About this task - Please give the data below again in full, exactly as it stands.

Exercise input -
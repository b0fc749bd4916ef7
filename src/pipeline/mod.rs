//! Capture pipeline.
//!
//! The capture thread frames the audio source and feeds the capture station,
//! which runs the classifier, the loopback gate and the segmenter on its own
//! thread. Stations are connected by bounded crossbeam channels.

pub mod capture;
pub mod capture_station;
pub mod error;
pub mod station;

pub use capture::{CaptureConfig, CaptureHandle, spawn_capture};
pub use capture_station::{CaptureEvent, CaptureInput, CaptureStation, CaptureStats};
pub use error::{ErrorReporter, LogReporter, StationError};
pub use station::{Station, StationRunner};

Task result -
repository b0fc749bd4916ef7
filename src/pipeline/mod.rs
//! Capture pipeline.
//!
//! The capture thread frames the audio source and feeds the capture station,
//! which runs the classifier, the loopback gate and the segmenter on its own
//! thread. Stations are connected by bounded crossbeam channels.

pub mod capture;
pub mod capture_station;
pub mod error;
pub mod station;

pub use capture::{CaptureConfig, CaptureHandle, spawn_capture};
pub use capture_station::{CaptureEvent, CaptureInput, CaptureStation, CaptureStats};
pub use error::{ErrorReporter, LogReporter, StationError};
pub use station::{Station, StationRunner};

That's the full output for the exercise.